Start of Raw data

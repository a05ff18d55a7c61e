//! Constant-time comparison and conditional-move primitives. The reference source exposes these
//! as named top-level functions (`verify`, `cmov`) rather than inlining equality/selection at
//! each call site, so this crate keeps that shape as a small dedicated module, built on `subtle`.

use subtle::{Choice, ConditionallySelectable, ConstantTimeEq};

/// Returns `1u8` if `a` and `b` are equal, `0u8` otherwise, without branching on their contents.
#[must_use]
pub(crate) fn verify(a: &[u8], b: &[u8]) -> u8 {
    debug_assert_eq!(a.len(), b.len());
    a.ct_eq(b).unwrap_u8()
}

/// Overwrites `dst` with `src` when `condition` is nonzero, in constant time; leaves `dst`
/// untouched otherwise. Used by decapsulation's implicit-rejection path to swap the real shared
/// secret for a pseudorandom one derived from `z` without branching on ciphertext validity.
pub(crate) fn cmov(dst: &mut [u8], src: &[u8], condition: u8) {
    debug_assert_eq!(dst.len(), src.len());
    let choice = Choice::from((condition != 0) as u8);
    for (d, s) in dst.iter_mut().zip(src.iter()) {
        d.conditional_assign(s, choice);
    }
}

#[cfg(test)]
mod tests {
    use super::{cmov, verify};

    #[test]
    fn test_verify() {
        assert_eq!(verify(b"abc", b"abc"), 1);
        assert_eq!(verify(b"abc", b"abd"), 0);
    }

    #[test]
    fn test_cmov() {
        let mut dst = *b"aaaa";
        cmov(&mut dst, b"bbbb", 0);
        assert_eq!(&dst, b"aaaa");
        cmov(&mut dst, b"bbbb", 1);
        assert_eq!(&dst, b"bbbb");
    }
}
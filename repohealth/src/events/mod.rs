//! Pipeline lifecycle events and the sinks that receive them.
//!
//! The sink is passed explicitly to the pipeline runner and the job
//! registry; there is no process-wide sink.

mod event;
mod sink;

pub use event::PipelineEvent;
pub use sink::{CollectingEventSink, EventSink, LoggingEventSink, NoOpEventSink};
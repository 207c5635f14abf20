//! Observability utilities.

mod tracing;

pub use tracing::{init_tracing, SpanTimer};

End of Raw data

Exercise brief:
When you reach the line that contains "#[must_use]", stop; that line and every line before it, from the very first line of the data, should be restated word for word.

Completed exercise:
repository a05ff18d55a7c61e
//! Constant-time comparison and conditional-move primitives. The reference source exposes these
//! as named top-level functions (`verify`, `cmov`) rather than inlining equality/selection at
//! each call site, so this crate keeps that shape as a small dedicated module, built on `subtle`.

use subtle::{Choice, ConditionallySelectable, ConstantTimeEq};

/// Returns `1u8` if `a` and `b` are equal, `0u8` otherwise, without branching on their contents.
#[must_use]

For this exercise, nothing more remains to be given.